La pedagogia
di Papa Bergoglio

Già viene definita l’enciclica della post-pandemia. Ma non è così, perché la terza enciclica di Francesco spiegherà come prepararsi al tempo dopo il Covid-19, che ancora non è iniziato e grandi sono le preoccupazioni. Le prime parole, da cui il titolo, sono «Fratelli tutti» e indicano una via da intraprendere per il tempo futuro e soprattutto un metodo per cambiare registro. Lo aveva spiegato un tweet il 2 settembre: «L’attuale pandemia ha evidenziato la nostra interdipendenza: siamo tutti legati, gli uni agli altri, sia nel male che nel bene. Perciò per uscire migliori da questa crisi, dobbiamo farlo tutti insieme, tutti quanti, nella solidarietà». La firmerà ad Assisi il 3 ottobre ad Assisi. E chi ha detto che la spinta propulsiva del pontificato ha subito un arresto durante la pandemia dovrà ricredersi. Parla, coglie ogni occasione, ma adesso con la terza enciclica tutti i ragionamenti che ha proposto avranno l’alto sigillo del Magistero petrino.

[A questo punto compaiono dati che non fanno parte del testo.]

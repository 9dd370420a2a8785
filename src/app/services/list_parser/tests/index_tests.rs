//! Tests for the block locator

use super::super::index::{IndexSpec, build_index};
use super::super::layout::ListingVariant;
use super::super::reader::ListingReader;
use super::{EntrySpec, budget_block, key_line, write_listing};

fn budget_spec(variant: ListingVariant) -> IndexSpec {
    let layout = variant.budget_layout();
    IndexSpec {
        key_phrase: layout.key_phrase,
        header_lines: layout.header_lines,
        time_step: layout.time_step,
        stress_period: layout.stress_period,
    }
}

fn storage_entry() -> Vec<EntrySpec<'static>> {
    vec![EntrySpec {
        label: "STORAGE",
        out_side: false,
        flux: "1.0000",
        cumulative: "10.0000",
    }]
}

#[test]
fn test_empty_stream_yields_empty_index() {
    let file = write_listing("");
    let mut reader = ListingReader::open(file.path()).unwrap();
    let index = build_index(&mut reader, &budget_spec(ListingVariant::Modflow), None).unwrap();
    assert!(index.is_empty());
}

#[test]
fn test_index_records_offsets_in_file_order() {
    let layout = ListingVariant::Modflow.budget_layout();
    let mut content = String::from("header line\n");
    let entries = storage_entry();
    content.push_str(&budget_block(&layout, 1, 1, &entries));
    content.push_str(&budget_block(&layout, 2, 1, &entries));
    content.push_str(&budget_block(&layout, 1, 2, &entries));
    let file = write_listing(&content);

    let mut reader = ListingReader::open(file.path()).unwrap();
    let index = build_index(&mut reader, &budget_spec(ListingVariant::Modflow), None).unwrap();

    assert_eq!(index.len(), 3);
    assert_eq!(
        index.iter().map(|e| (e.time_step, e.stress_period)).collect::<Vec<_>>(),
        vec![(1, 1), (2, 1), (1, 2)]
    );
    assert!(index.windows(2).all(|w| w[0].offset < w[1].offset));

    // The offset points at the start of the key-phrase line.
    reader.seek(index[1].offset).unwrap();
    let line = reader.read_line().unwrap().unwrap();
    assert!(line.contains("VOLUMETRIC BUDGET FOR ENTIRE MODEL"));
}

#[test]
fn test_duplicate_step_period_pairs_are_preserved() {
    let layout = ListingVariant::Modflow.budget_layout();
    let entries = storage_entry();
    let mut content = budget_block(&layout, 1, 1, &entries);
    content.push_str(&budget_block(&layout, 1, 1, &entries));
    let file = write_listing(&content);

    let mut reader = ListingReader::open(file.path()).unwrap();
    let index = build_index(&mut reader, &budget_spec(ListingVariant::Modflow), None).unwrap();
    assert_eq!(index.len(), 2);
}

#[test]
fn test_classification_failure_keeps_prefix() {
    let layout = ListingVariant::Modflow.budget_layout();
    let entries = storage_entry();
    let mut content = budget_block(&layout, 1, 1, &entries);
    // Second key line carries garbage where the timestep should be.
    content.push_str("  VOLUMETRIC BUDGET FOR ENTIRE MODEL AT END OF\n");
    content.push_str(&budget_block(&layout, 3, 1, &entries));
    let file = write_listing(&content);

    let mut reader = ListingReader::open(file.path()).unwrap();
    let index = build_index(&mut reader, &budget_spec(ListingVariant::Modflow), None).unwrap();

    // The malformed pair ends the scan; only the prefix survives.
    assert_eq!(index.len(), 1);
    assert_eq!(index[0].time_step, 1);
}

#[test]
fn test_max_entries_caps_the_scan() {
    let layout = ListingVariant::Modflow.budget_layout();
    let entries = storage_entry();
    let mut content = String::new();
    for ts in 1..=5 {
        content.push_str(&budget_block(&layout, ts, 1, &entries));
    }
    let file = write_listing(&content);

    let mut reader = ListingReader::open(file.path()).unwrap();
    let index = build_index(&mut reader, &budget_spec(ListingVariant::Modflow), Some(2)).unwrap();
    assert_eq!(index.len(), 2);
}

#[test]
fn test_surface_water_pair_is_read_from_header_line() {
    let layout = ListingVariant::SurfaceWater.budget_layout();
    let entries = storage_entry();
    let content = budget_block(&layout, 4, 2, &entries);
    let file = write_listing(&content);

    let mut reader = ListingReader::open(file.path()).unwrap();
    let index = build_index(
        &mut reader,
        &budget_spec(ListingVariant::SurfaceWater),
        None,
    )
    .unwrap();

    assert_eq!(index.len(), 1);
    assert_eq!((index[0].time_step, index[0].stress_period), (4, 2));
}

#[test]
fn test_key_phrase_at_end_of_stream_without_pair_line() {
    let layout = ListingVariant::SurfaceWater.budget_layout();
    // Key line is the last line of the file; the pair line never arrives.
    let content = format!("  {}", layout.key_phrase);
    let file = write_listing(&content);

    let mut reader = ListingReader::open(file.path()).unwrap();
    let index = build_index(
        &mut reader,
        &budget_spec(ListingVariant::SurfaceWater),
        None,
    )
    .unwrap();
    assert!(index.is_empty());
}

#[test]
fn test_time_summary_key_line_indexes_with_time_windows() {
    let time_layout = ListingVariant::Modflow.time_layout();
    let content = format!(
        "{}\n",
        key_line(
            &time_layout.key_phrase,
            time_layout.time_step,
            time_layout.stress_period,
            3,
            2,
        )
    );
    let file = write_listing(&content);

    let spec = IndexSpec {
        key_phrase: time_layout.key_phrase.clone(),
        header_lines: 0,
        time_step: time_layout.time_step,
        stress_period: time_layout.stress_period,
    };
    let mut reader = ListingReader::open(file.path()).unwrap();
    let index = build_index(&mut reader, &spec, None).unwrap();
    assert_eq!(index.len(), 1);
    assert_eq!((index[0].time_step, index[0].stress_period), (3, 2));
}
//! Data models for listing-file processing
//!
//! This module contains the core data structures for representing the block
//! index of a listing file and the assembled water-budget and timing tables.

use crate::constants::BUDGET_SENTINEL_LABEL;
use serde::{Deserialize, Serialize};
use std::collections::HashMap;

// =============================================================================
// Block Index
// =============================================================================

/// Location of one report block inside a listing file
///
/// Produced by the block locator during the forward indexing pass. The offset
/// is the byte position of the start of the line containing the key phrase,
/// so an extractor can seek there and re-read the whole block.
#[derive(Debug, Clone, Copy, PartialEq, Eq, Serialize, Deserialize)]
pub struct BlockLocation {
    /// Timestep index as printed in the file
    pub time_step: u32,

    /// Stress-period index as printed in the file
    pub stress_period: u32,

    /// Byte offset of the start of the block's key-phrase line
    pub offset: u64,
}

// =============================================================================
// Budget Tables
// =============================================================================

/// One assembled budget table (incremental or cumulative)
///
/// Column-major: one value vector per budget entry, plus the synthesized
/// elapsed-time, timestep, and stress-period columns. All vectors share the
/// same length and row order as the block index that produced them.
#[derive(Debug, Clone, PartialEq)]
pub struct BudgetTable {
    /// Budget entry keys in schema order (established from the first block)
    pub entries: Vec<String>,

    /// Value columns keyed by entry name
    pub values: HashMap<String, Vec<f64>>,

    /// Elapsed simulation time per row (NaN where the time pass had no data)
    pub totim: Vec<f64>,

    /// Timestep index per row
    pub time_step: Vec<u32>,

    /// Stress-period index per row
    pub stress_period: Vec<u32>,
}

impl BudgetTable {
    /// Create an empty table with the given entry schema
    pub fn with_entries(entries: Vec<String>) -> Self {
        let values = entries
            .iter()
            .map(|e| (e.clone(), Vec::new()))
            .collect::<HashMap<_, _>>();
        Self {
            entries,
            values,
            totim: Vec::new(),
            time_step: Vec::new(),
            stress_period: Vec::new(),
        }
    }

    /// Number of rows in the table
    pub fn len(&self) -> usize {
        self.time_step.len()
    }

    /// Returns `true` if the table has no rows
    pub fn is_empty(&self) -> bool {
        self.time_step.is_empty()
    }

    /// Get one entry column by key
    pub fn column(&self, entry: &str) -> Option<&[f64]> {
        self.values.get(entry).map(|v| v.as_slice())
    }

    /// Get one cell value by entry key and row
    pub fn value(&self, entry: &str, row: usize) -> Option<f64> {
        self.values.get(entry).and_then(|v| v.get(row)).copied()
    }
}

// =============================================================================
// Time Summary
// =============================================================================

/// Timing series extracted from the time-summary blocks of a listing file
///
/// Three parallel sequences with the same length and order as the time-block
/// index: timestep length, stress-period time, and total elapsed time.
#[derive(Debug, Clone, Default, PartialEq, Serialize, Deserialize)]
pub struct TimeSummary {
    pub step_length: Vec<f64>,
    pub period_time: Vec<f64>,
    pub elapsed_time: Vec<f64>,
}

impl TimeSummary {
    /// Pre-allocate all sequences for `n` timesteps
    pub fn with_capacity(n: usize) -> Self {
        Self {
            step_length: Vec::with_capacity(n),
            period_time: Vec::with_capacity(n),
            elapsed_time: Vec::with_capacity(n),
        }
    }

    /// Push one timestep's values
    pub fn push(&mut self, step_length: f64, period_time: f64, elapsed_time: f64) {
        self.step_length.push(step_length);
        self.period_time.push(period_time);
        self.elapsed_time.push(elapsed_time);
    }

    /// Number of timesteps
    pub fn len(&self) -> usize {
        self.elapsed_time.len()
    }

    /// Returns `true` if there are no timesteps
    pub fn is_empty(&self) -> bool {
        self.elapsed_time.is_empty()
    }
}

// =============================================================================
// Loaded Listing
// =============================================================================

/// The full result of loading one listing file
///
/// Owns the incremental and cumulative budget tables, the timing series, and
/// the block index they were assembled from. Row `i` of every member refers
/// to the same report block.
#[derive(Debug, Clone)]
pub struct LoadedListing {
    pub incremental: BudgetTable,
    pub cumulative: BudgetTable,
    pub time_summary: TimeSummary,
    pub index: Vec<BlockLocation>,
}

impl LoadedListing {
    /// Budget entry keys in schema order
    pub fn entries(&self) -> &[String] {
        &self.incremental.entries
    }

    /// Number of report blocks loaded
    pub fn len(&self) -> usize {
        self.index.len()
    }

    /// Returns `true` if no blocks were loaded
    pub fn is_empty(&self) -> bool {
        self.index.is_empty()
    }

    /// Elapsed simulation times, one per block
    pub fn times(&self) -> &[f64] {
        &self.incremental.totim
    }

    /// (timestep, stress period) pairs in file order
    pub fn kstpkper(&self) -> Vec<(u32, u32)> {
        self.index
            .iter()
            .map(|loc| (loc.time_step, loc.stress_period))
            .collect()
    }

    /// Largest absolute percent-discrepancy value across all rows, if the
    /// entry is present in the schema
    pub fn worst_discrepancy(&self) -> Option<f64> {
        let key = BUDGET_SENTINEL_LABEL.replace(' ', "_");
        let column = self.incremental.column(&key)?;
        column
            .iter()
            .copied()
            .filter(|v| !v.is_nan())
            .map(f64::abs)
            .fold(None, |acc, v| Some(acc.map_or(v, |a: f64| a.max(v))))
    }
}
//! Configuration management and validation
//!
//! Provides the configuration structure for extraction runs: input/output
//! paths, variant selection, export settings, and logging preferences,
//! built from defaults plus CLI argument overrides.

use crate::app::services::list_parser::ListingVariant;
use crate::app::services::table_export::TableFormat;
use crate::{Error, Result};
use serde::{Deserialize, Serialize};
use std::path::PathBuf;
use tracing::debug;

/// Processing configuration for an extraction run
#[derive(Debug, Clone, Serialize, Deserialize)]
pub struct ProcessingSettings {
    /// Listing file or directory to scan
    pub input_path: PathBuf,

    /// Directory receiving the exported tables
    pub output_path: PathBuf,

    /// Variant layout, or None for per-file detection
    pub variant: Option<ListingVariant>,

    /// Cap on report blocks indexed per file
    pub max_blocks: Option<usize>,

    /// Preview the run without writing output
    pub dry_run: bool,

    /// Overwrite existing output files
    pub force_overwrite: bool,
}

/// Export configuration
#[derive(Debug, Clone, Serialize, Deserialize)]
pub struct ExportSettings {
    /// Output table format
    pub format: TableFormat,

    /// Simulation start date anchoring the elapsed-time column, as
    /// `YYYY-MM-DD`
    pub start_date: Option<String>,
}

/// Logging configuration
#[derive(Debug, Clone, Serialize, Deserialize)]
pub struct LoggingSettings {
    /// Log level filter (error, warn, info, debug, trace)
    pub level: String,
}

/// Complete configuration for the listing processor
#[derive(Debug, Clone, Serialize, Deserialize)]
pub struct Config {
    pub processing: ProcessingSettings,
    pub export: ExportSettings,
    pub logging: LoggingSettings,
}

impl Default for Config {
    fn default() -> Self {
        Self {
            processing: ProcessingSettings {
                input_path: PathBuf::from("."),
                output_path: PathBuf::from("./output"),
                variant: None,
                max_blocks: None,
                dry_run: false,
                force_overwrite: false,
            },
            export: ExportSettings {
                format: TableFormat::Csv,
                start_date: None,
            },
            logging: LoggingSettings {
                level: "warn".to_string(),
            },
        }
    }
}

impl Config {
    /// Validate configuration consistency
    pub fn validate(&self) -> Result<()> {
        if !self.processing.input_path.exists() {
            return Err(Error::configuration(format!(
                "Input path does not exist: {}",
                self.processing.input_path.display()
            )));
        }

        if let Some(max_blocks) = self.processing.max_blocks {
            if max_blocks == 0 {
                return Err(Error::configuration(
                    "Block limit must be greater than 0".to_string(),
                ));
            }
        }

        if let Some(start_date) = &self.export.start_date {
            self.parse_start_date_str(start_date)?;
        }

        debug!("configuration validated");
        Ok(())
    }

    /// Parse the configured start date, if any
    pub fn parse_start_date(&self) -> Result<Option<chrono::NaiveDateTime>> {
        match &self.export.start_date {
            Some(s) => Ok(Some(self.parse_start_date_str(s)?)),
            None => Ok(None),
        }
    }

    fn parse_start_date_str(&self, s: &str) -> Result<chrono::NaiveDateTime> {
        let date = chrono::NaiveDate::parse_from_str(s.trim(), "%Y-%m-%d")
            .map_err(|e| Error::date_parsing(format!("Invalid start date: {}", s), e))?;
        date.and_hms_opt(0, 0, 0)
            .ok_or_else(|| Error::configuration(format!("Invalid start date time: {}", s)))
    }

    /// Create the output directory if it does not exist
    pub fn ensure_output_directory(&self) -> Result<()> {
        let output = &self.processing.output_path;
        if !output.exists() {
            std::fs::create_dir_all(output).map_err(|e| {
                Error::configuration(format!(
                    "Failed to create output directory '{}': {}",
                    output.display(),
                    e
                ))
            })?;
        }
        Ok(())
    }
}

#[cfg(test)]
mod tests {
    use super::*;
    use tempfile::TempDir;

    #[test]
    fn test_default_config_is_sane() {
        let config = Config::default();
        assert_eq!(config.export.format, TableFormat::Csv);
        assert!(config.processing.variant.is_none());
        assert_eq!(config.logging.level, "warn");
    }

    #[test]
    fn test_validate_rejects_missing_input() {
        let mut config = Config::default();
        config.processing.input_path = PathBuf::from("/nonexistent/workspace");
        assert!(config.validate().is_err());
    }

    #[test]
    fn test_validate_rejects_zero_block_limit() {
        let temp_dir = TempDir::new().unwrap();
        let mut config = Config::default();
        config.processing.input_path = temp_dir.path().to_path_buf();
        config.processing.max_blocks = Some(0);
        assert!(config.validate().is_err());
    }

    #[test]
    fn test_start_date_parsing() {
        let temp_dir = TempDir::new().unwrap();
        let mut config = Config::default();
        config.processing.input_path = temp_dir.path().to_path_buf();

        config.export.start_date = Some("2015-10-21".to_string());
        assert!(config.validate().is_ok());
        let parsed = config.parse_start_date().unwrap().unwrap();
        assert_eq!(parsed.date().to_string(), "2015-10-21");

        config.export.start_date = Some("21/10/2015".to_string());
        assert!(config.validate().is_err());
    }

    #[test]
    fn test_ensure_output_directory_creates_path() {
        let temp_dir = TempDir::new().unwrap();
        let mut config = Config::default();
        config.processing.output_path = temp_dir.path().join("nested/output");
        config.ensure_output_directory().unwrap();
        assert!(config.processing.output_path.is_dir());
    }
}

Molti non saranno contenti, perché quel titolo «Fratelli tutti» e i capitoli del testo costituiranno il sussidiario più aggiornato contro ogni fondamentalismo, ogni suprematismo e anche ogni negazionalismo. Bergoglio non piace e ciò che si è visto sabato nella piazza romana dei negazionisti (pochi per fortuna) né è stata la conferma. Finora mai nessuno aveva pubblicamente bruciato la sua effige in pubblico. L’idea alla base del testo è il filo rosso del pontificato. Si può riassumere con «ecologia integrale», una sorta di semantica che connota non solo un rapporto nuovo tra l’uomo e il creato, ma anche tra uomo e uomo. Chi ha criticato in questi anni il «Papa ecologista» che non si occupa di cose spirituali, ha sbagliato bersaglio.

Il rapporto nuovo tra uomo e uomo è l’attuazione del progetto pluralistico di Dio, che ha creato gli esseri umani diversi, ma fratelli e ha voluto religioni, razze, lingue, colori della pelle vari, ma altrettanto alla ricerca dell’armonia. Ecco perché ragionare su «Fratelli tutti» è esattamente l’opposto di ciò che propongono i fondamentalisti. I popoli sono un poliedro di una sola comunità. Il cuore dell’enciclica e della pedagogia di Francesco per gli anni della post-pandemia è tutto concentrato in questa riflessione, non affatto nuova perché è l’insegnamento del Concilio Vaticano II. Lo abbiamo un po’ dimenticato, perché è più facile in punta di politica e di economia occuparsi di pochi eletti. Negli ultimi anni l’ideologia del «first», dall’ «American first» di Donald Trump al «Muslim first» del Califfato islamico fino a «Prima gli italiani» di Matteo Salvini, ha dimostrato con quale facilità si passa dal fondamentalismo all’integralismo e al suprematismo. Prima si è imposto il metodo dello scontro di civiltà e ora si tenta di imporre un solo stile di civiltà.

Bergoglio non ci sta e adesso lo dirà nel modo più autorevole possibile. Qualcuno non sarà d’accordo fino a rischiare uno scisma? La Dichiarazione di Abu Dhabi, firmata dal Papa e da Grande Imam dell’Università islamica del Cairo, lo Sceicco al-Tayyeb, è stata pesantemente criticata dai circoli più conservatori della Chiesa cattolica, soprattutto quelli vicini al presidente nordamericano, perché invita ad un cambio di paradigmi con conseguenze che possono essere fatali all’attuale iniquissimo sistema economico mondiale. La nostalgia per ciò che è stato, e nel post-pandemia non potrà più essere, eccita ancora troppi animi. Bergoglio invece spiega che l’attimo va colto, come fece Francesco ad Assisi oltre 800 anni fa: si liberò dei vestiti vecchi, inventò una nuova regola e dei frati che chiamò minori, perché umili creativi e artigiani di strade nuove.